**Task to carry out:** Read the records beneath this task and copy every line that contains the string "colors".

**Dataset entries:**
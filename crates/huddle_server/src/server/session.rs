#![forbid(unsafe_code)]

use std::sync::Arc;
use std::time::Duration;

use huddle_domain::{ChatMessage, HexColor, RoomName, UserRecord};
use huddle_protocol::{COMMAND_PREFIX, ClientFrame, DEFAULT_MAX_FRAME_SIZE, EncodedFrame, ServerFrame};
use huddle_util::secret::SecretString;
use tokio::sync::{mpsc, oneshot, watch};
use tracing::{debug, warn};

use crate::error::CommandError;
use crate::server::commands::{self, Command};
use crate::server::context::AppContext;
use crate::server::hub::{BoundUser, BroadcastScope, CloseReason, SessionId, SessionRegistration};
use crate::server::replay::spawn_history_replay;

/// Text sent to anonymous sessions that try to chat.
pub const LOGIN_REQUIRED_TEXT: &str = "Please login first using /login <user> <pass> or /register <user> <pass>";

#[derive(Debug, Clone)]
pub struct SessionSettings {
	/// Bounded outbound queue size per session.
	pub outbound_queue_capacity: usize,
	/// Heartbeat interval; shorter than `idle_timeout`.
	pub ping_period: Duration,
	/// Read deadline, refreshed by every received frame.
	pub idle_timeout: Duration,
	pub write_timeout: Duration,
	pub max_frame_bytes: usize,
	/// Pause between replayed history messages.
	pub history_replay_delay: Duration,
}

impl Default for SessionSettings {
	fn default() -> Self {
		Self {
			outbound_queue_capacity: 256,
			ping_period: Duration::from_secs(54),
			idle_timeout: Duration::from_secs(60),
			write_timeout: Duration::from_secs(10),
			max_frame_bytes: DEFAULT_MAX_FRAME_SIZE,
			history_replay_delay: Duration::from_millis(5),
		}
	}
}

#[derive(Debug, Clone, PartialEq, Eq)]
pub enum AuthState {
	Anonymous,
	Authenticated(BoundUser),
}

/// Receiving ends handed to the transport.
pub struct SessionChannels {
	pub outbound: mpsc::Receiver<EncodedFrame>,
	pub closed: oneshot::Receiver<CloseReason>,
}

/// Protocol state of one live connection.
///
/// Registered with the hub on `open`; dropping it unregisters.
pub struct Session {
	id: SessionId,
	ctx: Arc<AppContext>,
	outbound: mpsc::Sender<EncodedFrame>,
	room: watch::Receiver<RoomName>,
	auth: AuthState,
	is_admin: bool,
}

impl Session {
	/// Registers a new session and queues the welcome message.
	pub fn open(ctx: Arc<AppContext>) -> (Self, SessionChannels) {
		let id = ctx.next_session_id();
		let (outbound, outbound_rx) = mpsc::channel(ctx.settings.outbound_queue_capacity.max(1));
		let (close_tx, closed) = oneshot::channel();
		let (room_tx, room) = watch::channel(RoomName::general());

		ctx.hub.register(SessionRegistration {
			id,
			outbound: outbound.clone(),
			close: close_tx,
			room: room_tx,
		});
		metrics::counter!("huddle_server_connections_total").increment(1);
		debug!(session_id = id, "session opened");

		let session = Self {
			id,
			ctx,
			outbound,
			room,
			auth: AuthState::Anonymous,
			is_admin: false,
		};
		session.notify(session.ctx.identity.welcome_message.clone());

		(
			session,
			SessionChannels {
				outbound: outbound_rx,
				closed,
			},
		)
	}

	pub fn id(&self) -> SessionId {
		self.id
	}

	pub fn ctx(&self) -> &Arc<AppContext> {
		&self.ctx
	}

	pub fn current_room(&self) -> RoomName {
		self.room.borrow().clone()
	}

	pub fn user(&self) -> Option<&BoundUser> {
		match &self.auth {
			AuthState::Authenticated(user) => Some(user),
			AuthState::Anonymous => None,
		}
	}

	pub fn is_admin(&self) -> bool {
		self.is_admin
	}

	pub(crate) fn set_admin(&mut self, is_admin: bool) {
		self.is_admin = is_admin;
	}

	/// Binds the session to `user`, taking over its admin flag.
	pub(crate) fn bind(&mut self, user: &UserRecord) {
		let bound = BoundUser {
			username: user.username.clone(),
			ipid: user.ipid.clone(),
		};
		self.ctx.hub.bind_user(self.id, Some(bound.clone()));
		self.auth = AuthState::Authenticated(bound);
		self.is_admin = user.is_admin;
	}

	pub(crate) fn unbind(&mut self) {
		self.ctx.hub.bind_user(self.id, None);
		self.auth = AuthState::Anonymous;
		self.is_admin = false;
	}

	/// Unicast a system message addressed to the current room.
	pub fn notify(&self, text: impl Into<String>) {
		self.send(ServerFrame::system(text, self.current_room()));
	}

	/// Unicast to this session only; dropped when the queue is full.
	pub fn send(&self, frame: ServerFrame) {
		let encoded = match frame.encode() {
			Ok(encoded) => encoded,
			Err(e) => {
				warn!(session_id = self.id, error = %e, "failed to encode frame");
				return;
			}
		};

		if let Err(e) = self.outbound.try_send(encoded) {
			metrics::counter!("huddle_server_frames_dropped_total").increment(1);
			debug!(session_id = self.id, error = %e, "unicast frame dropped");
		}
	}

	/// Replays the current room's history to this session in the background.
	pub(crate) async fn replay_history(&self) {
		let room = self.current_room();
		let history = self.ctx.messages.history(&room).await;
		debug!(session_id = self.id, room = %room, messages = history.len(), "replaying history");
		spawn_history_replay(
			self.id,
			history,
			self.outbound.clone(),
			self.ctx.settings.history_replay_delay,
		);
	}

	/// Decodes one inbound text frame; malformed frames are logged and dropped.
	pub async fn handle_text(&mut self, raw: &str) {
		match ClientFrame::decode_bounded(raw, self.ctx.settings.max_frame_bytes) {
			Ok(frame) => self.handle_frame(frame).await,
			Err(e) => {
				metrics::counter!("huddle_server_protocol_errors_total").increment(1);
				warn!(session_id = self.id, error = %e, "dropping malformed frame");
			}
		}
	}

	pub async fn handle_frame(&mut self, frame: ClientFrame) {
		match frame {
			ClientFrame::Message(text) if text.starts_with(COMMAND_PREFIX) => commands::dispatch(self, &text).await,
			ClientFrame::Message(text) => self.chat(text).await,
			ClientFrame::Login(login) => {
				commands::run(
					self,
					Command::Login {
						username: login.username,
						password: SecretString::new(login.password),
					},
				)
				.await
			}
			ClientFrame::RoomJoin(join) => commands::run(self, Command::RoomJoin(join.room)).await,
			ClientFrame::Error(text) => debug!(session_id = self.id, %text, "client reported an error"),
		}
	}

	/// Logs a chat line in the current room and broadcasts it to that room.
	async fn chat(&mut self, content: String) {
		let Some(user) = self.user().cloned() else {
			self.notify(LOGIN_REQUIRED_TEXT);
			return;
		};
		if content.trim().is_empty() {
			return;
		}

		let room = self.current_room();

		let Some(record) = self.ctx.credentials.get(&user.username).await else {
			warn!(session_id = self.id, username = %user.username, "bound user has no record");
			self.unbind();
			self.notify(CommandError::LoginRequired.to_string());
			return;
		};

		let colors = self.ctx.moderation.clans().await;
		let display = record.decorated_name(|tag| colors.get(tag).cloned().unwrap_or_else(HexColor::white));
		let message = ChatMessage::from_user(&record, display, content, room.clone());

		let frame = match ServerFrame::Message(message.clone()).encode() {
			Ok(frame) => frame,
			Err(e) => {
				warn!(session_id = self.id, error = %e, "failed to encode chat message");
				return;
			}
		};

		let ctx = &self.ctx;
		let scope = BroadcastScope::Room(room.clone());
		let logged = ctx
			.moderation
			.while_room_exists(&room, || ctx.messages.append_then(message, |_| ctx.hub.broadcast(scope, frame)))
			.await;
		if logged.is_none() {
			self.notify("Room does not exist.");
			return;
		}
		metrics::counter!("huddle_server_messages_total").increment(1);
	}
}

impl Drop for Session {
	fn drop(&mut self) {
		self.ctx.hub.unregister(self.id);
		debug!(session_id = self.id, "session closed");
	}
}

**Written answer:**
		let colors = self.ctx.moderation.clans().await;
		let display = record.decorated_name(|tag| colors.get(tag).cloned().unwrap_or_else(HexColor::white));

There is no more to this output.